- Opening Delimiter -
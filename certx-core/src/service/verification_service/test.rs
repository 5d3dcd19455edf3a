use std::sync::Arc;

use certx_providers::{
    common_models::certificate::DocHash,
    registry::{
        error::RegistryError,
        model::{VerificationRecord, VerificationSource, VerifiedCertificate, VerifiedStatus},
        MockRegistryClient,
    },
    status::PresentationStatus,
    util::clock::fixed_clock,
};
use time::macros::{date, datetime};

use super::VerificationService;
use crate::service::error::ErrorKind;

fn record(status: VerifiedStatus, expiration_date: Option<&str>) -> VerificationRecord {
    VerificationRecord {
        status,
        metadata_uri: Some("ipfs://bafy".to_owned()),
        source: VerificationSource::Chain,
        certificate: Some(VerifiedCertificate {
            holder_name: "Nguyen Van A".to_owned(),
            degree: Some("Cử nhân CNTT".to_owned()),
            credential_type_id: None,
            issued_date: Some(date!(2024 - 01 - 01)),
            expiration_date: expiration_date.map(str::to_owned),
        }),
    }
}

fn service(registry: MockRegistryClient) -> VerificationService {
    VerificationService::new(
        Arc::new(registry),
        fixed_clock(datetime!(2025-01-02 00:00:01 +7)),
    )
}

#[tokio::test]
async fn test_valid_record_past_expiration_day_is_expired() {
    let mut registry = MockRegistryClient::new();
    registry
        .expect_verify_by_hash()
        .withf(|hash| hash.as_str() == "abc")
        .once()
        .returning(|_| Ok(record(VerifiedStatus::Valid, Some("2025-01-01"))));

    let verification = service(registry)
        .verify(&DocHash::from(" abc "))
        .await
        .unwrap();

    assert_eq!(verification.status, PresentationStatus::Expired);
    assert_eq!(verification.source, VerificationSource::Chain);
    assert_eq!(verification.metadata_uri.as_deref(), Some("ipfs://bafy"));
}

#[tokio::test]
async fn test_expiration_day_itself_is_still_valid() {
    let mut registry = MockRegistryClient::new();
    registry
        .expect_verify_by_hash()
        .once()
        .returning(|_| Ok(record(VerifiedStatus::Valid, Some("2025-01-02"))));

    let verification = service(registry).verify(&"abc".into()).await.unwrap();

    assert_eq!(verification.status, PresentationStatus::Valid);
}

#[tokio::test]
async fn test_revoked_wins_over_expiration() {
    let mut registry = MockRegistryClient::new();
    registry
        .expect_verify_by_hash()
        .once()
        .returning(|_| Ok(record(VerifiedStatus::Revoked, Some("2020-01-01"))));

    let verification = service(registry).verify(&"abc".into()).await.unwrap();

    assert_eq!(verification.status, PresentationStatus::Revoked);
}

#[tokio::test]
async fn test_malformed_expiration_is_ignored() {
    let mut registry = MockRegistryClient::new();
    registry
        .expect_verify_by_hash()
        .once()
        .returning(|_| Ok(record(VerifiedStatus::Valid, Some("soon"))));

    let verification = service(registry).verify(&"abc".into()).await.unwrap();

    assert_eq!(verification.status, PresentationStatus::Valid);
}

#[tokio::test]
async fn test_unknown_hash_is_not_found() {
    let mut registry = MockRegistryClient::new();
    registry.expect_verify_by_hash().once().returning(|_| {
        Ok(VerificationRecord {
            status: VerifiedStatus::NotFound,
            metadata_uri: None,
            source: VerificationSource::Db,
            certificate: None,
        })
    });

    let verification = service(registry).verify(&"abc".into()).await.unwrap();

    assert_eq!(verification.status, PresentationStatus::NotFound);
    assert_eq!(verification.certificate, None);
}

#[tokio::test]
async fn test_blank_hash_is_not_sent() {
    let mut registry = MockRegistryClient::new();
    registry.expect_verify_by_hash().never();

    let error = service(registry).verify(&"  ".into()).await.unwrap_err();

    assert_eq!(error.kind(), ErrorKind::Validation);
}

#[tokio::test]
async fn test_unreachable_registry_is_transient() {
    let mut registry = MockRegistryClient::new();
    registry
        .expect_verify_by_hash()
        .once()
        .returning(|_| Err(RegistryError::Unavailable("timeout".to_owned())));

    let error = service(registry).verify(&"abc".into()).await.unwrap_err();

    assert_eq!(error.kind(), ErrorKind::Transient);
}
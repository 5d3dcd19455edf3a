//! Effective status of a certificate as shown to a verifier.
//!
//! The registry only persists `VALID` and `REVOKED` for issued certificates. Expiry is
//! derived here at presentation time from the expiration date and the current instant,
//! so a certificate the server has not re-examined yet is still reported as expired.

use serde::{Deserialize, Serialize};
use strum::Display;
use time::{macros::time, Date, OffsetDateTime, UtcOffset};

use crate::util::date::parse_date;


/// Persisted status of an issued certificate.
#[derive(Clone, Copy, Debug, Display, Eq, PartialEq, Serialize, Deserialize)]
#[serde(rename_all = "SCREAMING_SNAKE_CASE")]
#[strum(serialize_all = "SCREAMING_SNAKE_CASE")]
pub enum BaseStatus {
    Valid,
    Revoked,
}

#[derive(Clone, Copy, Debug, Display, Eq, PartialEq, Serialize, Deserialize)]
#[serde(rename_all = "SCREAMING_SNAKE_CASE")]
#[strum(serialize_all = "SCREAMING_SNAKE_CASE")]
pub enum PresentationStatus {
    Valid,
    Revoked,
    Expired,
    NotFound,
}

impl From<BaseStatus> for PresentationStatus {
    fn from(value: BaseStatus) -> Self {
        match value {
            BaseStatus::Valid => Self::Valid,
            BaseStatus::Revoked => Self::Revoked,
        }
    }
}

/// Last instant at which a certificate expiring on `expiration_date` is still valid.
pub fn end_of_validity(expiration_date: Date, offset: UtcOffset) -> OffsetDateTime {
    expiration_date
        .with_time(time!(23:59:59.999))
        .assume_offset(offset)
}

/// Whether `now` is past the last valid instant. Local time is the offset of `now`.
pub fn is_expired(expiration_date: Option<Date>, now: OffsetDateTime) -> bool {
    expiration_date.is_some_and(|date| now > end_of_validity(date, now.offset()))
}

/// Pure and deterministic: revoked wins over everything, no expiration keeps the base
/// status, otherwise the certificate stays valid through its whole expiration day.
pub fn resolve_status(
    base: BaseStatus,
    expiration_date: Option<Date>,
    now: OffsetDateTime,
) -> PresentationStatus {
    match base {
        BaseStatus::Revoked => PresentationStatus::Revoked,
        BaseStatus::Valid if is_expired(expiration_date, now) => PresentationStatus::Expired,
        BaseStatus::Valid => PresentationStatus::Valid,
    }
}

/// Same as [`resolve_status`] for a date as received from the wire. A malformed date is
/// treated as no expiration.
pub fn resolve_status_raw(
    base: BaseStatus,
    expiration_date: Option<&str>,
    now: OffsetDateTime,
) -> PresentationStatus {
    let expiration_date = expiration_date.and_then(|raw| {
        let parsed = parse_date(raw);
        if parsed.is_none() {
            tracing::warn!(raw, "ignoring malformed expiration date");
        }
        parsed
    });

    resolve_status(base, expiration_date, now)
}
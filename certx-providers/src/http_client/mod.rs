//! Transport seam for talking to the registry over HTTP.
//!
//! Everything above this module deals in [`RequestBuilder`] and [`Response`]; the
//! concrete client is swappable, see [`imp::reqwest_client::ReqwestClient`].

use std::{collections::HashMap, fmt::Display, sync::Arc};

use serde::Serialize;
use thiserror::Error;

pub mod imp;


#[cfg_attr(any(test, feature = "mock"), mockall::automock)]
#[async_trait::async_trait]
pub trait HttpClient: Send + Sync {
    fn request(&self, method: Method, url: &str) -> RequestBuilder;

    async fn send(&self, request: Request) -> Result<Response, Error>;
}

pub type Headers = HashMap<String, String>;

#[derive(Clone, Copy, Debug, PartialEq, Eq)]
pub enum Method {
    Get,
    Post,
    Put,
    Delete,
}

/// A fully built request, handed to [`HttpClient::send`].
#[derive(Clone, Debug, PartialEq, Eq)]
pub struct Request {
    pub method: Method,
    pub url: String,
    pub headers: Headers,
    pub body: Option<Vec<u8>>,
}

#[derive(Debug, Clone, Copy, PartialEq, Eq)]
pub struct StatusCode(pub u16);

impl StatusCode {
    pub fn is_success(&self) -> bool {
        (200..300).contains(&self.0)
    }

    pub fn is_client_error(&self) -> bool {
        (400..500).contains(&self.0)
    }
}

impl Display for StatusCode {
    fn fmt(&self, f: &mut std::fmt::Formatter<'_>) -> std::fmt::Result {
        self.0.fmt(f)
    }
}

#[derive(Debug)]
pub struct Response {
    pub status: StatusCode,
    pub headers: Headers,
    pub body: Vec<u8>,
}

impl Response {
    /// Blank or whitespace-only body.
    pub fn is_empty(&self) -> bool {
        self.body.iter().all(u8::is_ascii_whitespace)
    }

    /// Human readable error text: the `message` or `error` field of a JSON body, or the
    /// raw body.
    pub fn error_message(&self) -> String {
        #[derive(serde::Deserialize)]
        struct ErrorBody {
            message: Option<String>,
            error: Option<String>,
        }

        let parsed = serde_json::from_slice::<ErrorBody>(&self.body)
            .ok()
            .and_then(|body| body.message.or(body.error));
        if let Some(message) = parsed {
            return message;
        }

        match String::from_utf8_lossy(&self.body).trim() {
            "" => format!("HTTP status {}", self.status),
            text => text.to_owned(),
        }
    }
}

#[derive(Debug, Error)]
pub enum Error {
    #[error("HTTP error: {0}")]
    HttpError(String),
    #[error("JSON error: {0}")]
    JsonError(#[from] serde_json::Error),
    #[error("Url encoding error: {0}")]
    UrlEncode(#[from] serde_urlencoded::ser::Error),
    #[error("Other HTTP client error: {0}")]
    Other(String),
}

pub struct RequestBuilder {
    client: Arc<dyn HttpClient>,
    request: Request,
}

impl RequestBuilder {
    pub fn new(client: Arc<dyn HttpClient>, method: Method, url: &str) -> Self {
        Self {
            client,
            request: Request {
                method,
                url: url.to_owned(),
                headers: Headers::default(),
                body: None,
            },
        }
    }

    pub fn bearer_auth(mut self, token: &str) -> Self {
        self.request
            .headers
            .insert("Authorization".to_owned(), format!("Bearer {token}"));
        self
    }

    /// Appends `value` to the url as a query string.
    pub fn query<T: Serialize>(mut self, value: T) -> Result<Self, Error> {
        let query = serde_urlencoded::to_string(value)?;
        if !query.is_empty() {
            let separator = if self.request.url.contains('?') { '&' } else { '?' };
            self.request.url.push(separator);
            self.request.url.push_str(&query);
        }
        Ok(self)
    }

    pub fn json<T: Serialize>(mut self, value: T) -> Result<Self, Error> {
        self.request.body = Some(serde_json::to_vec(&value)?);
        self.request
            .headers
            .insert("Content-Type".to_owned(), "application/json".to_owned());
        Ok(self)
    }

    pub async fn send(self) -> Result<Response, Error> {
        tracing::debug!(
            url = %self.request.url,
            method = ?self.request.method,
            "sending registry request"
        );

        self.client.send(self.request).await
    }
}
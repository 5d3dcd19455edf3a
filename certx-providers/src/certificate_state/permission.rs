//! Role × transition table.

use crate::{
    certificate_state::{error::TransitionError, Actor, TransitionKind},
    common_models::user::UserRole,
};

const ALL: [TransitionKind; 8] = [
    TransitionKind::Upload,
    TransitionKind::Issue,
    TransitionKind::Approve,
    TransitionKind::Reject,
    TransitionKind::Reupload,
    TransitionKind::Revoke,
    TransitionKind::UpdateExpiration,
    TransitionKind::Transfer,
];

fn allowed_roles(transition: TransitionKind) -> &'static [UserRole] {
    use UserRole::*;

    match transition {
        TransitionKind::Upload => &[User, Admin],
        TransitionKind::Issue
        | TransitionKind::Approve
        | TransitionKind::Reject
        | TransitionKind::Revoke
        | TransitionKind::UpdateExpiration => &[Admin, SuperAdmin],
        TransitionKind::Reupload => &[User],
        TransitionKind::Transfer => &[SuperAdmin],
    }
}

pub fn is_permitted(role: UserRole, transition: TransitionKind) -> bool {
    allowed_roles(transition).contains(&role)
}

/// Transitions a caller in `role` may be offered at all.
pub fn permitted_transitions(role: UserRole) -> Vec<TransitionKind> {
    ALL.into_iter()
        .filter(|transition| is_permitted(role, *transition))
        .collect()
}

pub(crate) fn ensure_permitted(
    actor: &Actor,
    transition: TransitionKind,
) -> Result<(), TransitionError> {
    if !actor.enabled {
        return Err(TransitionError::AccountDisabled(actor.id.to_owned()));
    }

    if !is_permitted(actor.role, transition) {
        return Err(TransitionError::NotPermitted {
            role: actor.role,
            transition,
        });
    }

    Ok(())
}
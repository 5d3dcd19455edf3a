//! The **CertX Core** is a library for running the lifecycle of certificates held in a
//! credential registry: upload, review, direct issuance, revocation, expiration updates,
//! transfer and public verification.
//!
//! The registry is the authority on every record. This library validates each transition
//! locally before anything is sent, submits it, records an audit entry for the attempt
//! and refetches the affected list afterwards. It never retries on its own.
//!
//! ## Repository structure
//!
//! The library consists of two crates:
//!
//! * **Providers**
//!   * Domain models
//!   * Validity policy
//!   * Certificate state machine
//!   * Presentation status resolver
//!   * Registry client (HTTP and in-memory)
//!   * Audit log
//!   * HTTP client
//! * **Core**
//!   * Services
//!
//! The **Providers** can be used on their own, e.g. to compute an expiration date or to
//! check a transition without a registry at hand. The **Core** wires them into the
//! workflows.
//!
//! ## Getting started
//!
//! Initialize the core against a registry:
//!
//! ```ignore rust
//! /// `None` initializes the Core with the default configuration
//! let core = CertxCore::new(None, None).unwrap();
//! ```
//!
//! Then start using the services, e.g.:
//! ```ignore rust
//! core.certificate_list.load(&session).await?;
//! let verification = core
//!     .verification_service
//!     .verify(&"0xab12…".into())
//!     .await?;
//! ```

use std::sync::Arc;

use certx_providers::{
    audit::{imp::tracing_log::TracingAuditLog, AuditLog},
    http_client::{imp::reqwest_client::ReqwestClient, HttpClient},
    registry::{
        imp::http::{HttpRegistryClient, Params as HttpRegistryParams},
        RegistryClient,
    },
    util::clock::{system_clock, Clock},
    validity::policy::ValidityPolicy,
};
use config::CertxConfig;
use service::{
    certificate_list::CertificateListView, certificate_service::CertificateService,
    credential_type_service::CredentialTypeService, error::ServiceError,
    user_service::UserService, verification_service::VerificationService, Auditor,
};
use time::OffsetDateTime;

pub mod config;
pub mod model;
pub mod service;

#[cfg(test)]
mod test;

pub struct CertxCore {
    pub certificate_service: CertificateService,
    pub certificate_list: Arc<CertificateListView>,
    pub verification_service: VerificationService,
    pub credential_type_service: CredentialTypeService,
    pub user_service: UserService,
    clock: Clock,
}

impl CertxCore {
    /// Connects to the registry over HTTP. Audit records go to `tracing`.
    pub fn new(
        config: Option<CertxConfig>,
        client: Option<Arc<dyn HttpClient>>,
    ) -> Result<Self, ServiceError> {
        let config = config.unwrap_or_default();

        // initialize http client
        let client = match client {
            Some(client) => client,
            None => Arc::new(
                ReqwestClient::with_timeout(config.registry.timeout)
                    .map_err(|e| ServiceError::Config(e.to_string()))?,
            ),
        };

        // initialize registry client
        let registry = Arc::new(HttpRegistryClient::new(
            client,
            HttpRegistryParams {
                base_url: config.registry.base_url.to_owned(),
                verify_base_url: config.registry.verify_base_url.to_owned(),
            },
        )?);

        Self::with_registry(config, registry, Arc::new(TracingAuditLog))
    }

    /// Runs the services against any registry and audit log, e.g. the in-memory ones.
    pub fn with_registry(
        config: CertxConfig,
        registry: Arc<dyn RegistryClient>,
        audit: Arc<dyn AuditLog>,
    ) -> Result<Self, ServiceError> {
        let clock = system_clock(config.utc_offset()?);
        Ok(Self::assemble(config, registry, audit, clock))
    }

    /// Current time in the configured local offset.
    pub fn now(&self) -> OffsetDateTime {
        (self.clock)()
    }

    pub(crate) fn assemble(
        config: CertxConfig,
        registry: Arc<dyn RegistryClient>,
        audit: Arc<dyn AuditLog>,
        clock: Clock,
    ) -> Self {
        let auditor = Auditor::new(audit, clock.to_owned());
        let policy = Arc::new(ValidityPolicy::new(registry.to_owned()));

        let certificate_list = Arc::new(CertificateListView::new(
            registry.to_owned(),
            config.list.default_limit,
            config.list.search_debounce,
        ));

        let certificate_service = CertificateService::new(
            registry.to_owned(),
            policy.to_owned(),
            certificate_list.to_owned(),
            auditor.to_owned(),
            clock.to_owned(),
        );
        let verification_service = VerificationService::new(registry.to_owned(), clock.to_owned());
        let credential_type_service =
            CredentialTypeService::new(registry.to_owned(), policy, auditor.to_owned());
        let user_service = UserService::new(registry, auditor);

        Self {
            certificate_service,
            certificate_list,
            verification_service,
            credential_type_service,
            user_service,
            clock,
        }
    }
}
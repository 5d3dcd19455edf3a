pub mod audit;
pub mod certificate;
pub mod credential_type;
pub mod macros;
pub mod user;

/// Returns `None` for absent or whitespace-only input, otherwise the trimmed value.
pub fn non_blank(value: Option<&str>) -> Option<&str> {
    value.map(str::trim).filter(|value| !value.is_empty())
}
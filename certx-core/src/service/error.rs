use certx_providers::{
    certificate_state::error::TransitionError, common_models::user::UserValidationError,
    registry::error::RegistryError, validity::error::ValidityError,
};
use strum::Display;
use thiserror::Error;

/// The four ways an operation can fail, as far as the caller is concerned.
#[derive(Clone, Copy, Debug, Display, Eq, PartialEq)]
#[strum(serialize_all = "SCREAMING_SNAKE_CASE")]
pub enum ErrorKind {
    /// Caught before anything was sent, or refused by the registry as invalid input.
    Validation,
    Authorization,
    /// The caller's view is stale; the list gets refetched.
    NotFoundOrConflict,
    /// Worth retrying by hand. Never retried automatically.
    Transient,
}

#[derive(Debug, Error)]
pub enum ServiceError {
    #[error("Transition error: `{0}`")]
    Transition(#[from] TransitionError),
    #[error("Validity error: `{0}`")]
    Validity(#[from] ValidityError),
    #[error("User validation error: `{0}`")]
    UserValidation(#[from] UserValidationError),
    #[error("Validation error: `{0}`")]
    Validation(String),
    #[error("Forbidden: `{0}`")]
    Forbidden(String),
    #[error("Registry error: `{0}`")]
    Registry(#[from] RegistryError),
    #[error("Configuration error: `{0}`")]
    Config(String),
}

const TRANSIENT_MESSAGE: &str = "The registry could not be reached. Please try again.";

impl ServiceError {
    pub fn kind(&self) -> ErrorKind {
        match self {
            Self::Transition(error) if error.is_authorization() => ErrorKind::Authorization,
            Self::Forbidden(_) => ErrorKind::Authorization,
            Self::Transition(
                TransitionError::InvalidState { .. }
                | TransitionError::Expired { .. }
                | TransitionError::PendingResubmission(_)
                | TransitionError::InconsistentRecord(_),
            ) => ErrorKind::NotFoundOrConflict,
            Self::Transition(_)
            | Self::Validity(_)
            | Self::UserValidation(_)
            | Self::Validation(_)
            | Self::Config(_) => ErrorKind::Validation,
            Self::Registry(error) => match error {
                RegistryError::Rejected(_) => ErrorKind::Validation,
                RegistryError::Unauthorized(_) | RegistryError::Forbidden(_) => {
                    ErrorKind::Authorization
                }
                RegistryError::NotFound(_) | RegistryError::Conflict(_) => {
                    ErrorKind::NotFoundOrConflict
                }
                RegistryError::Unavailable(_)
                | RegistryError::MappingError(_)
                | RegistryError::HttpClient(_)
                | RegistryError::JsonError(_) => ErrorKind::Transient,
            },
        }
    }

    /// Blocked before any request went out.
    pub fn is_local(&self) -> bool {
        !matches!(self, Self::Registry(_))
    }

    pub fn requires_refresh(&self) -> bool {
        self.kind() == ErrorKind::NotFoundOrConflict
    }

    /// Text for the end user: the registry's own message when it sent one, a generic
    /// retry prompt for transient failures.
    pub fn user_message(&self) -> String {
        if let Self::Registry(error) = self {
            if let Some(message) = error.server_message() {
                return message.to_owned();
            }
        }

        match self.kind() {
            ErrorKind::Transient => TRANSIENT_MESSAGE.to_owned(),
            _ => match self {
                Self::Transition(error) => error.to_string(),
                Self::Validity(error) => error.to_string(),
                Self::UserValidation(error) => error.to_string(),
                other => other.to_string(),
            },
        }
    }
}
- Closing Delimiter -
== Required action ==
Check each line above for "Response" and return the ones that have it.

== Solution ==
//! Everything above this module deals in [`RequestBuilder`] and [`Response`]; the
    async fn send(&self, request: Request) -> Result<Response, Error>;
pub struct Response {
impl Response {
    pub async fn send(self) -> Result<Response, Error> {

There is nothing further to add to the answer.